_Records_:
_ _ _ _
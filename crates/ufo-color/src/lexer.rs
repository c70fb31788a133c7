use ufo_core::errors::UfoError;

use crate::parser::parse_error;

#[derive(Debug, Clone, Copy, PartialEq, Eq)]
pub(crate) enum TokenKind<'a> {
    Ident(&'a str),
    Int(i64),
    LParen,
    RParen,
    Comma,
    Star,
}

#[derive(Debug, Clone, Copy, PartialEq, Eq)]
pub(crate) struct Token<'a> {
    pub kind: TokenKind<'a>,
    /// Byte offset of the first character of the token.
    pub offset: usize,
}

impl TokenKind<'_> {
    pub(crate) fn describe(&self) -> String {
        match self {
            TokenKind::Ident(name) => format!("identifier `{name}`"),
            TokenKind::Int(value) => format!("integer `{value}`"),
            TokenKind::LParen => "`(`".to_string(),
            TokenKind::RParen => "`)`".to_string(),
            TokenKind::Comma => "`,`".to_string(),
            TokenKind::Star => "`*`".to_string(),
        }
    }
}

pub(crate) fn tokenize(raw: &str) -> Result<Vec<Token<'_>>, UfoError> {
    let bytes = raw.as_bytes();
    let mut tokens = Vec::new();
    let mut pos = 0;
    while pos < bytes.len() {
        let byte = bytes[pos];
        let start = pos;
        let kind = match byte {
            b' ' | b'\t' | b'\n' | b'\r' => {
                pos += 1;
                continue;
            }
            b'(' => {
                pos += 1;
                TokenKind::LParen
            }
            b')' => {
                pos += 1;
                TokenKind::RParen
            }
            b',' => {
                pos += 1;
                TokenKind::Comma
            }
            b'*' => {
                pos += 1;
                TokenKind::Star
            }
            b'-' | b'0'..=b'9' => {
                pos += 1;
                while pos < bytes.len() && bytes[pos].is_ascii_digit() {
                    pos += 1;
                }
                let text = &raw[start..pos];
                let value = text.parse::<i64>().map_err(|_| {
                    parse_error(raw, start, format!("malformed integer `{text}`"))
                })?;
                TokenKind::Int(value)
            }
            b'a'..=b'z' | b'A'..=b'Z' | b'_' => {
                pos += 1;
                while pos < bytes.len() && (bytes[pos].is_ascii_alphanumeric() || bytes[pos] == b'_')
                {
                    pos += 1;
                }
                TokenKind::Ident(&raw[start..pos])
            }
            _ => {
                let found = raw[start..].chars().next().unwrap_or('?');
                return Err(parse_error(
                    raw,
                    start,
                    format!("unrecognized character `{found}`"),
                ));
            }
        };
        tokens.push(Token {
            kind,
            offset: start,
        });
    }
    Ok(tokens)
}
_ _ _ _
_Task details_: Among the lines above, find the ones containing "UfoError" and copy them.

_Final answer_:
use ufo_core::errors::UfoError;
pub(crate) fn tokenize(raw: &str) -> Result<Vec<Token<'_>>, UfoError> {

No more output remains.